Nitrosyl perchlorate or nitrosonium perchlorate is the inorganic compound with the formula NO(ClO4). A hygroscopic white solid, it is the salt of the nitrosonium cation with the perchlorate anion. It is an oxidant and strong electrophile, but has fallen out of use with the availability of the closely related salt nitrosonium tetrafluoroborate NO(BF4).

==Preparation==
Nitrosyl perchlorate was first produced in 1909 by passing dinitrogen trioxide gas into concentrated perchloric acid:
N2O3 + 2 HClO4 → 2 NOClO4 + H2O

A standard laboratory preparation involves treating a mixture of nitric oxide and nitrogen dioxide with concentrated perchloric acid:
NO2 + NO + 2 HClO4 → 2 NOClO4 + H2O

It can also be prepared by passing dinitrogen trioxide gas into a mixture of sodium perchlorate and sulfuric acid.

==Structure==
The structure of NOClO_{4} has not been elucidated by X-ray crystallography. However, the Raman spectroscopy of NOClO_{4} suggests that nitrosyl perchlorate consists of distinct NO^{+} and ClO_{4}^{–} ions.

==Properties==
Nitrosyl perchlorate decomposes at 100 °C to nitronium perchlorate, which then subsequently decomposes into chlorine and nitrogen oxides.

This compound hydrolyzes in water to form nitrous acid and perchloric acid:
NOClO_{4} + H_{2}O → HNO_{2} + HClO_{4}
With a strong base, such as sodium hydroxide, it produces perchlorate, nitrite and water. This reaction was used to calculate the heat of formation of nitrosyl perchlorate.
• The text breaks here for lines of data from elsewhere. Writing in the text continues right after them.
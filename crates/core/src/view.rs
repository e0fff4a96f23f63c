//! Derived view computations.
//!
//! Stateless filters, sorts and pagination over store snapshots. Each query
//! borrows from the collection it is applied to and never reorders it in
//! place.

use std::num::NonZeroUsize;
use std::str::FromStr;

use thiserror::Error;

use crate::types::{Order, OrderStatus, ParseStatusError, Price, Product};

// =============================================================================
// Pagination
// =============================================================================

/// One page of a larger collection.
#[derive(Debug, Clone, Copy, PartialEq, Eq)]
pub struct Page<'a, T> {
    /// Items on this page. Empty when the page is past the end.
    pub items: &'a [T],
    /// Requested 1-based page number.
    pub number: usize,
    /// Number of pages; at least one even for an empty collection.
    pub total_pages: usize,
    /// Length of the whole collection.
    pub total_items: usize,
}

impl<T> Page<'_, T> {
    #[must_use]
    pub const fn has_previous(&self) -> bool {
        self.number > 1
    }

    #[must_use]
    pub const fn has_next(&self) -> bool {
        self.number < self.total_pages
    }
}

/// Number of pages needed for `len` items, never less than one.
#[must_use]
pub const fn page_count(len: usize, per_page: NonZeroUsize) -> usize {
    let pages = len.div_ceil(per_page.get());
    if pages == 0 { 1 } else { pages }
}

/// Slice out 1-based page `page` of `items`.
///
/// Page zero and pages past the last one yield an empty page rather than an
/// error.
#[must_use]
pub fn paginate<T>(items: &[T], page: usize, per_page: NonZeroUsize) -> Page<'_, T> {
    let size = per_page.get();
    let slice = page
        .checked_sub(1)
        .map(|index| index.saturating_mul(size))
        .filter(|start| *start < items.len())
        .and_then(|start| items.get(start..start.saturating_add(size).min(items.len())))
        .unwrap_or(&[]);

    Page {
        items: slice,
        number: page,
        total_pages: page_count(items.len(), per_page),
        total_items: items.len(),
    }
}

// =============================================================================
// Order filters
// =============================================================================

/// Status filter with an `All` sentinel.
#[derive(Debug, Clone, Copy, PartialEq, Eq, Default)]
pub enum StatusFilter {
    #[default]
    All,
    Only(OrderStatus),
}

impl StatusFilter {
    #[must_use]
    pub fn matches(self, status: OrderStatus) -> bool {
        match self {
            Self::All => true,
            Self::Only(wanted) => wanted == status,
        }
    }
}

impl FromStr for StatusFilter {
    type Err = ParseStatusError;

    fn from_str(s: &str) -> Result<Self, Self::Err> {
        if s.trim().eq_ignore_ascii_case("all") {
            return Ok(Self::All);
        }
        s.parse().map(Self::Only)
    }
}

/// Filters for the admin orders table.
#[derive(Debug, Clone, Default, PartialEq, Eq)]
pub struct OrderQuery {
    pub status: StatusFilter,
    /// Case-insensitive substring of the customer name.
    pub user: String,
    /// Case-insensitive substring of the order ID; a full ID matches exactly.
    pub order_id: String,
}

impl OrderQuery {
    #[must_use]
    pub fn matches(&self, order: &Order) -> bool {
        self.status.matches(order.status)
            && contains_ignore_case(&order.user_name, &self.user)
            && contains_ignore_case(order.id.as_str(), &self.order_id)
    }

    /// Orders matching every filter, in their original order.
    #[must_use]
    pub fn apply<'a>(&self, orders: &'a [Order]) -> Vec<&'a Order> {
        orders.iter().filter(|order| self.matches(order)).collect()
    }
}

fn contains_ignore_case(haystack: &str, needle: &str) -> bool {
    needle.is_empty() || haystack.to_lowercase().contains(&needle.to_lowercase())
}

// =============================================================================
// Catalog filters
// =============================================================================

/// Category filter with an `all` sentinel.
#[derive(Debug, Clone, PartialEq, Eq, Default)]
pub enum CategoryFilter {
    #[default]
    All,
    Only(String),
}

impl CategoryFilter {
    #[must_use]
    pub fn matches(&self, category: &str) -> bool {
        match self {
            Self::All => true,
            Self::Only(wanted) => wanted == category,
        }
    }
}

impl FromStr for CategoryFilter {
    type Err = std::convert::Infallible;

    fn from_str(s: &str) -> Result<Self, Self::Err> {
        if s.eq_ignore_ascii_case("all") {
            Ok(Self::All)
        } else {
            Ok(Self::Only(s.to_string()))
        }
    }
}

/// Inclusive price bounds; a missing bound is unbounded.
#[derive(Debug, Clone, Copy, PartialEq, Eq, Default)]
pub struct PriceRange {
    pub min: Option<Price>,
    pub max: Option<Price>,
}

impl PriceRange {
    #[must_use]
    pub const fn new(min: Option<Price>, max: Option<Price>) -> Self {
        Self { min, max }
    }

    #[must_use]
    pub fn contains(&self, price: Price) -> bool {
        self.min.is_none_or(|min| price >= min) && self.max.is_none_or(|max| price <= max)
    }
}

/// Error parsing a sort key.
#[derive(Debug, Clone, PartialEq, Eq, Error)]
#[error("invalid sort key: {0} (expected popular, newest, price-asc or price-desc)")]
pub struct ParseSortKeyError(pub String);

/// Catalog sort order. All sorts are stable.
#[derive(Debug, Clone, Copy, PartialEq, Eq, Default)]
pub enum SortKey {
    /// Catalog order as served.
    #[default]
    Popular,
    /// Most recently listed first (reverse catalog order).
    Newest,
    PriceAsc,
    PriceDesc,
}

impl SortKey {
    /// Sort `products` in place.
    pub fn sort(self, products: &mut [&Product]) {
        match self {
            Self::Popular => {}
            Self::Newest => products.reverse(),
            Self::PriceAsc => products.sort_by_key(|product| product.price),
            Self::PriceDesc => products.sort_by(|a, b| b.price.cmp(&a.price)),
        }
    }
}

impl FromStr for SortKey {
    type Err = ParseSortKeyError;

    fn from_str(s: &str) -> Result<Self, Self::Err> {
        match s.trim().to_lowercase().replace('_', "-").as_str() {
            "popular" => Ok(Self::Popular),
            "newest" => Ok(Self::Newest),
            "price-asc" => Ok(Self::PriceAsc),
            "price-desc" => Ok(Self::PriceDesc),
            _ => Err(ParseSortKeyError(s.to_string())),
        }
    }
}

/// Filters and sort order for the product listing.
#[derive(Debug, Clone, Default, PartialEq, Eq)]
pub struct CatalogQuery {
    pub category: CategoryFilter,
    pub price: PriceRange,
    pub sort: SortKey,
}

impl CatalogQuery {
    #[must_use]
    pub fn matches(&self, product: &Product) -> bool {
        self.category.matches(&product.category) && self.price.contains(product.price)
    }

    /// Matching products in sorted order.
    #[must_use]
    pub fn apply<'a>(&self, products: &'a [Product]) -> Vec<&'a Product> {
        let mut matching: Vec<&Product> = products
            .iter()
            .filter(|product| self.matches(product))
            .collect();
        self.sort.sort(&mut matching);
        matching
    }
}

#[cfg(test)]
#[allow(clippy::unwrap_used)]
mod tests {
    use chrono::{TimeZone, Utc};

    use super::*;
    use crate::types::{OrderId, ProductId};

    fn size(n: usize) -> NonZeroUsize {
        NonZeroUsize::new(n).unwrap()
    }

    fn order(id: &str, user: &str, status: OrderStatus) -> Order {
        Order {
            id: OrderId::new(id),
            user_name: user.to_string(),
            date: Utc.with_ymd_and_hms(2025, 10, 1, 12, 0, 0).unwrap(),
            items: Vec::new(),
            total: Price::from_dollars(10),
            status,
        }
    }

    fn product(id: i64, dollars: u32, category: &str) -> Product {
        Product {
            id: ProductId::new(id),
            name: format!("Product {id}"),
            description: String::new(),
            size: String::new(),
            price: Price::from_dollars(dollars),
            category: category.to_string(),
            image_url: String::new(),
            is_bestseller: false,
            is_new_formula: false,
        }
    }

    fn ids(products: &[&Product]) -> Vec<i64> {
        products.iter().map(|p| p.id.as_i64()).collect()
    }

    #[test]
    fn test_page_count_floor_of_one() {
        assert_eq!(page_count(0, size(5)), 1);
        assert_eq!(page_count(5, size(5)), 1);
        assert_eq!(page_count(6, size(5)), 2);
        assert_eq!(page_count(11, size(5)), 3);
    }

    #[test]
    fn test_paginate_slices_by_page() {
        let items: Vec<u32> = (1..=12).collect();
        let page = paginate(&items, 3, size(5));
        assert_eq!(page.items, &[11, 12]);
        assert_eq!(page.total_pages, 3);
        assert_eq!(page.total_items, 12);
        assert!(page.has_previous());
        assert!(!page.has_next());
    }

    #[test]
    fn test_paginate_past_end_is_empty() {
        let items: Vec<u32> = (1..=4).collect();
        assert!(paginate(&items, 2, size(5)).items.is_empty());
        assert!(paginate(&items, 0, size(5)).items.is_empty());
        assert!(paginate(&items, usize::MAX, size(5)).items.is_empty());
        let empty: Vec<u32> = Vec::new();
        let page = paginate(&empty, 1, size(5));
        assert!(page.items.is_empty());
        assert_eq!(page.total_pages, 1);
    }

    #[test]
    fn test_pages_concatenate_to_whole() {
        for len in 0..=23 {
            let items: Vec<usize> = (0..len).collect();
            for per_page in 1..=7 {
                let per_page = size(per_page);
                let pages = page_count(len, per_page);
                let joined: Vec<usize> = (1..=pages)
                    .flat_map(|n| paginate(&items, n, per_page).items.iter().copied())
                    .collect();
                assert_eq!(joined, items, "len={len} per_page={per_page}");
            }
        }
    }

    #[test]
    fn test_status_filter_parse() {
        assert_eq!("All".parse::<StatusFilter>(), Ok(StatusFilter::All));
        assert_eq!("all".parse::<StatusFilter>(), Ok(StatusFilter::All));
        assert_eq!(
            "Canceled".parse::<StatusFilter>(),
            Ok(StatusFilter::Only(OrderStatus::Canceled))
        );
        assert!("archived".parse::<StatusFilter>().is_err());
    }

    #[test]
    fn test_order_query_combines_filters() {
        let orders = vec![
            order("101", "Mona Adel", OrderStatus::Pending),
            order("102", "Omar Hany", OrderStatus::Completed),
            order("2101", "mona samir", OrderStatus::Pending),
            order("103", "Laila", OrderStatus::Canceled),
        ];

        let all = OrderQuery::default().apply(&orders);
        assert_eq!(all.len(), 4);

        let query = OrderQuery {
            status: StatusFilter::Only(OrderStatus::Pending),
            user: "MONA".to_string(),
            order_id: String::new(),
        };
        let found: Vec<&str> = query.apply(&orders).iter().map(|o| o.id.as_str()).collect();
        assert_eq!(found, vec!["101", "2101"]);

        let query = OrderQuery {
            order_id: "101".to_string(),
            ..OrderQuery::default()
        };
        let found: Vec<&str> = query.apply(&orders).iter().map(|o| o.id.as_str()).collect();
        assert_eq!(found, vec!["101", "2101"]);

        let query = OrderQuery {
            order_id: "2101".to_string(),
            ..OrderQuery::default()
        };
        assert_eq!(query.apply(&orders).len(), 1);
    }

    #[test]
    fn test_price_range_inclusive() {
        let range = PriceRange::new(Some(Price::from_dollars(10)), Some(Price::from_dollars(20)));
        assert!(range.contains(Price::from_dollars(10)));
        assert!(range.contains(Price::from_dollars(20)));
        assert!(!range.contains(Price::from_cents(999)));
        assert!(!range.contains(Price::from_cents(2001)));
        assert!(PriceRange::default().contains(Price::from_dollars(1000)));
    }

    #[test]
    fn test_category_filter() {
        assert_eq!("all".parse::<CategoryFilter>(), Ok(CategoryFilter::All));
        let serums: CategoryFilter = "Serums".parse().unwrap();
        assert!(serums.matches("Serums"));
        assert!(!serums.matches("serums"));
        assert!(CategoryFilter::All.matches("Masks"));
    }

    #[test]
    fn test_sort_is_stable() {
        let products = vec![
            product(1, 20, "Serums"),
            product(2, 10, "Serums"),
            product(3, 20, "Masks"),
            product(4, 10, "Masks"),
            product(5, 15, "Masks"),
        ];
        let query = |sort| CatalogQuery {
            sort,
            ..CatalogQuery::default()
        };

        assert_eq!(ids(&query(SortKey::PriceAsc).apply(&products)), vec![2, 4, 5, 1, 3]);
        assert_eq!(ids(&query(SortKey::PriceDesc).apply(&products)), vec![1, 3, 5, 2, 4]);
        assert_eq!(ids(&query(SortKey::Newest).apply(&products)), vec![5, 4, 3, 2, 1]);
        assert_eq!(ids(&query(SortKey::Popular).apply(&products)), vec![1, 2, 3, 4, 5]);

        let first = query(SortKey::PriceAsc).apply(&products);
        let second = query(SortKey::PriceAsc).apply(&products);
        assert_eq!(ids(&first), ids(&second));
    }

    #[test]
    fn test_catalog_query_filters_then_sorts() {
        let products = vec![
            product(1, 40, "Serums"),
            product(2, 12, "Serums"),
            product(3, 25, "Serums"),
            product(4, 18, "Masks"),
        ];
        let query = CatalogQuery {
            category: CategoryFilter::Only("Serums".to_string()),
            price: PriceRange::new(None, Some(Price::from_dollars(30))),
            sort: SortKey::PriceDesc,
        };
        assert_eq!(ids(&query.apply(&products)), vec![3, 2]);
    }

    #[test]
    fn test_sort_key_parse() {
        assert_eq!("price_desc".parse::<SortKey>(), Ok(SortKey::PriceDesc));
        assert_eq!("Price-Asc".parse::<SortKey>(), Ok(SortKey::PriceAsc));
        assert!("cheapest".parse::<SortKey>().is_err());
    }
}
As a strong oxidizer, nitrosyl perchlorate reacts explosively with various organic compounds, such as ethanol, acetone, ether, and aniline.

==Uses==
Nitrosyl perchlorate is used in the laboratory as a perchlorating agent. Although it has been investigated as a potential rocket propellant, it has not been commercialized.